:: EXERCISE INSTRUCTIONS ::
Exactly reproduce the data from its first line through the line with "(default: 30 seconds)", leaving out every line after it.

:: SUPPLIED INFORMATION ::
^^^^
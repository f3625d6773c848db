//! Fetch-and-reexpose collectors
//!
//! One collector runs per monitored network function. It periodically pulls
//! the function's own metrics endpoint, keeps the latest value of every
//! series, and serves them back on a dedicated port with `component_id` and
//! `nf_type` labels attached. Each collector also serves a health view, an
//! informational dashboard, a raw upstream passthrough and its own config.

mod dashboard;
mod r#loop;
mod registry;
mod server;


pub use dashboard::{nf_profile, NfProfile};
pub use r#loop::FetchLoop;
pub use registry::{SeriesRegistry, COMPONENT_ID_LABEL, NF_TYPE_LABEL};

use async_trait::async_trait;
use chrono::{DateTime, Utc};
use serde::Serialize;
use std::io;
use std::net::{IpAddr, Ipv4Addr, SocketAddr};
use std::sync::Arc;
use std::time::Duration;
use thiserror::Error;
use tokio::sync::RwLock;
use tokio::task::JoinHandle;
use tokio_util::sync::CancellationToken;
use tracing::warn;

use crate::health::ComponentStatus;
use crate::models::NfType;
use crate::observability::MonitorMetrics;

/// Timing and binding parameters shared by every collector
#[derive(Debug, Clone)]
pub struct CollectorSettings {
    /// Time between upstream fetches (default: 5 seconds)
    pub fetch_interval: Duration,
    /// Per-request timeout for upstream fetches (default: 10 seconds)
    pub fetch_timeout: Duration,
    /// Age of the last success after which the collector reports unhealthy (default: 30 seconds)
    pub stale_after: Duration,
    /// How long the HTTP server may drain after cancellation (default: 5 seconds)
    pub shutdown_grace: Duration,
    /// Address the re-export endpoint binds to
    pub bind_host: IpAddr,
}

impl Default for CollectorSettings {
    fn default() -> Self {
        Self {
            fetch_interval: Duration::from_secs(5),
            fetch_timeout: Duration::from_secs(10),
            stale_after: Duration::from_secs(30),
            shutdown_grace: Duration::from_secs(5),
            bind_host: IpAddr::V4(Ipv4Addr::UNSPECIFIED),
        }
    }
}

/// What a collector monitors and where it serves
#[derive(Debug, Clone, PartialEq, Eq, Serialize)]
pub struct CollectorSpec {
    pub component_name: String,
    pub nf_type: NfType,
    /// Port the re-export endpoint binds to; 0 picks an ephemeral port
    pub port: u16,
    pub upstream_address: String,
    pub upstream_port: u16,
}

impl CollectorSpec {
    pub fn upstream_url(&self) -> String {
        format!(
            "http://{}:{}/metrics",
            self.upstream_address, self.upstream_port
        )
    }
}

/// Outcome of the most recent upstream fetches
#[derive(Debug, Clone, Default, Serialize)]
pub struct FetchStatus {
    pub last_success: Option<DateTime<Utc>>,
    pub last_attempt: Option<DateTime<Utc>>,
    /// Cleared by the next successful fetch
    pub last_error: Option<String>,
    pub fetch_count: u64,
    pub failure_count: u64,
    pub metrics_count: usize,
    pub series_count: usize,
}

/// Snapshot of a collector for status reporting
#[derive(Debug, Clone, Serialize)]
pub struct CollectorRecord {
    pub component_name: String,
    pub nf_type: NfType,
    pub assigned_port: u16,
    pub upstream_address: String,
    pub upstream_port: u16,
    pub upstream_url: String,
    pub health: ComponentStatus,
    pub started_at: DateTime<Utc>,
    pub last_successful_fetch: Option<DateTime<Utc>>,
    pub last_attempt: Option<DateTime<Utc>>,
    pub last_error: Option<String>,
    pub fetch_count: u64,
    pub failure_count: u64,
    pub metrics_count: usize,
    pub series_count: usize,
}

/// Classify a collector from its fetch history
///
/// Healthy while fetches keep succeeding within two intervals. Unhealthy once
/// the last success (or the start, if nothing ever succeeded) is older than
/// the staleness threshold. Degraded in between.
pub fn assess_health(
    status: &FetchStatus,
    started_at: DateTime<Utc>,
    now: DateTime<Utc>,
    settings: &CollectorSettings,
) -> ComponentStatus {
    let reference = status.last_success.unwrap_or(started_at);
    let age = (now - reference).to_std().unwrap_or(Duration::ZERO);

    if age > settings.stale_after {
        ComponentStatus::Unhealthy
    } else if status.last_success.is_some()
        && status.last_error.is_none()
        && age <= settings.fetch_interval * 2
    {
        ComponentStatus::Healthy
    } else {
        ComponentStatus::Degraded
    }
}

/// State shared between a collector's fetch loop, its HTTP handlers and the orchestrator
#[derive(Debug)]
pub struct CollectorShared {
    pub spec: CollectorSpec,
    pub settings: CollectorSettings,
    pub started_at: DateTime<Utc>,
    status: RwLock<FetchStatus>,
}

impl CollectorShared {
    pub fn new(spec: CollectorSpec, settings: CollectorSettings) -> Self {
        Self {
            spec,
            settings,
            started_at: Utc::now(),
            status: RwLock::new(FetchStatus::default()),
        }
    }

    pub async fn status(&self) -> FetchStatus {
        self.status.read().await.clone()
    }

    pub async fn health(&self) -> ComponentStatus {
        let status = self.status.read().await;
        assess_health(&status, self.started_at, Utc::now(), &self.settings)
    }

    pub async fn record(&self) -> CollectorRecord {
        let status = self.status().await;
        let health = assess_health(&status, self.started_at, Utc::now(), &self.settings);

        CollectorRecord {
            component_name: self.spec.component_name.clone(),
            nf_type: self.spec.nf_type,
            assigned_port: self.spec.port,
            upstream_address: self.spec.upstream_address.clone(),
            upstream_port: self.spec.upstream_port,
            upstream_url: self.spec.upstream_url(),
            health,
            started_at: self.started_at,
            last_successful_fetch: status.last_success,
            last_attempt: status.last_attempt,
            last_error: status.last_error,
            fetch_count: status.fetch_count,
            failure_count: status.failure_count,
            metrics_count: status.metrics_count,
            series_count: status.series_count,
        }
    }

    pub(crate) async fn record_success(&self, metrics_count: usize, series_count: usize) {
        let now = Utc::now();
        let mut status = self.status.write().await;
        status.last_success = Some(now);
        status.last_attempt = Some(now);
        status.last_error = None;
        status.fetch_count += 1;
        status.metrics_count = metrics_count;
        status.series_count = series_count;
    }

    pub(crate) async fn record_failure(&self, error: String) {
        let mut status = self.status.write().await;
        status.last_attempt = Some(Utc::now());
        status.last_error = Some(error);
        status.fetch_count += 1;
        status.failure_count += 1;
    }
}

/// Errors raised while starting or running a collector
#[derive(Debug, Error)]
pub enum CollectorError {
    #[error("failed to bind collector port {port}: {source}")]
    Bind {
        port: u16,
        #[source]
        source: io::Error,
    },

    #[error("failed to build HTTP client: {0}")]
    Client(#[source] reqwest::Error),

    #[error("request to {url} failed: {source}")]
    Fetch {
        url: String,
        #[source]
        source: reqwest::Error,
    },

    #[error("{url} returned HTTP {status}")]
    UpstreamStatus { url: String, status: u16 },
}

/// A started collector as seen by its owner
#[derive(Debug)]
pub struct RunningCollector {
    shared: Arc<CollectorShared>,
    local_addr: SocketAddr,
    token: CancellationToken,
    task: JoinHandle<()>,
}

impl RunningCollector {
    pub fn new(
        shared: Arc<CollectorShared>,
        local_addr: SocketAddr,
        token: CancellationToken,
        task: JoinHandle<()>,
    ) -> Self {
        Self {
            shared,
            local_addr,
            token,
            task,
        }
    }

    pub fn spec(&self) -> &CollectorSpec {
        &self.shared.spec
    }

    pub fn shared(&self) -> &Arc<CollectorShared> {
        &self.shared
    }

    /// Address the re-export endpoint actually bound to
    pub fn local_addr(&self) -> SocketAddr {
        self.local_addr
    }

    /// Signal the fetch loop and the HTTP server to stop
    pub fn cancel(&self) {
        self.token.cancel();
    }

    pub fn is_cancelled(&self) -> bool {
        self.token.is_cancelled()
    }

    /// Cancel and hand back the task so the caller can wait for it to drain
    pub fn stop(self) -> JoinHandle<()> {
        self.token.cancel();
        self.task
    }
}

/// Starts collectors on behalf of the orchestrator
#[async_trait]
pub trait CollectorLauncher: Send + Sync {
    /// Start a collector bound to `token`; a bind failure must be returned, not logged
    async fn launch(
        &self,
        spec: CollectorSpec,
        token: CancellationToken,
    ) -> Result<RunningCollector, CollectorError>;
}

/// Launches real collectors serving HTTP
pub struct HttpCollectorLauncher {
    settings: CollectorSettings,
    metrics: MonitorMetrics,
}

impl HttpCollectorLauncher {
    pub fn new(settings: CollectorSettings, metrics: MonitorMetrics) -> Self {
        Self { settings, metrics }
    }
}

#[async_trait]
impl CollectorLauncher for HttpCollectorLauncher {
    async fn launch(
        &self,
        spec: CollectorSpec,
        token: CancellationToken,
    ) -> Result<RunningCollector, CollectorError> {
        spawn_collector(spec, self.settings.clone(), token, self.metrics.clone()).await
    }
}

/// Bind the collector's port, then spawn its fetch loop and HTTP server
pub async fn spawn_collector(
    spec: CollectorSpec,
    settings: CollectorSettings,
    token: CancellationToken,
    metrics: MonitorMetrics,
) -> Result<RunningCollector, CollectorError> {
    let listener = crate::server::bind(settings.bind_host, spec.port)
        .await
        .map_err(|source| CollectorError::Bind {
            port: spec.port,
            source,
        })?;
    let local_addr = listener.local_addr().map_err(|source| CollectorError::Bind {
        port: spec.port,
        source,
    })?;

    let client = reqwest::Client::builder()
        .timeout(settings.fetch_timeout)
        .build()
        .map_err(CollectorError::Client)?;

    let grace = settings.shutdown_grace;
    let registry = Arc::new(RwLock::new(SeriesRegistry::new(
        spec.component_name.clone(),
        spec.nf_type,
    )));
    let shared = Arc::new(CollectorShared::new(spec, settings));

    let fetch_loop = FetchLoop::new(shared.clone(), registry.clone(), client.clone(), metrics);
    let router = server::router(server::CollectorState {
        shared: shared.clone(),
        registry,
        client,
    });

    let label = format!("collector-{}", shared.spec.component_name);
    let task_token = token.clone();
    let task = tokio::spawn(async move {
        let (_, served) = tokio::join!(
            fetch_loop.run(task_token.clone()),
            crate::server::serve_until_cancelled(listener, router, task_token, grace, &label),
        );
        if let Err(e) = served {
            warn!(collector = %label, error = %e, "Collector server exited with error");
        }
    });

    Ok(RunningCollector::new(shared, local_addr, token, task))
}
^^^^
:: TASK RESPONSE ::
repository f3625d6773c848db
//! Fetch-and-reexpose collectors
//!
//! One collector runs per monitored network function. It periodically pulls
//! the function's own metrics endpoint, keeps the latest value of every
//! series, and serves them back on a dedicated port with `component_id` and
//! `nf_type` labels attached. Each collector also serves a health view, an
//! informational dashboard, a raw upstream passthrough and its own config.

mod dashboard;
mod r#loop;
mod registry;
mod server;


pub use dashboard::{nf_profile, NfProfile};
pub use r#loop::FetchLoop;
pub use registry::{SeriesRegistry, COMPONENT_ID_LABEL, NF_TYPE_LABEL};

use async_trait::async_trait;
use chrono::{DateTime, Utc};
use serde::Serialize;
use std::io;
use std::net::{IpAddr, Ipv4Addr, SocketAddr};
use std::sync::Arc;
use std::time::Duration;
use thiserror::Error;
use tokio::sync::RwLock;
use tokio::task::JoinHandle;
use tokio_util::sync::CancellationToken;
use tracing::warn;

use crate::health::ComponentStatus;
use crate::models::NfType;
use crate::observability::MonitorMetrics;

/// Timing and binding parameters shared by every collector
#[derive(Debug, Clone)]
pub struct CollectorSettings {
    /// Time between upstream fetches (default: 5 seconds)
    pub fetch_interval: Duration,
    /// Per-request timeout for upstream fetches (default: 10 seconds)
    pub fetch_timeout: Duration,
    /// Age of the last success after which the collector reports unhealthy (default: 30 seconds)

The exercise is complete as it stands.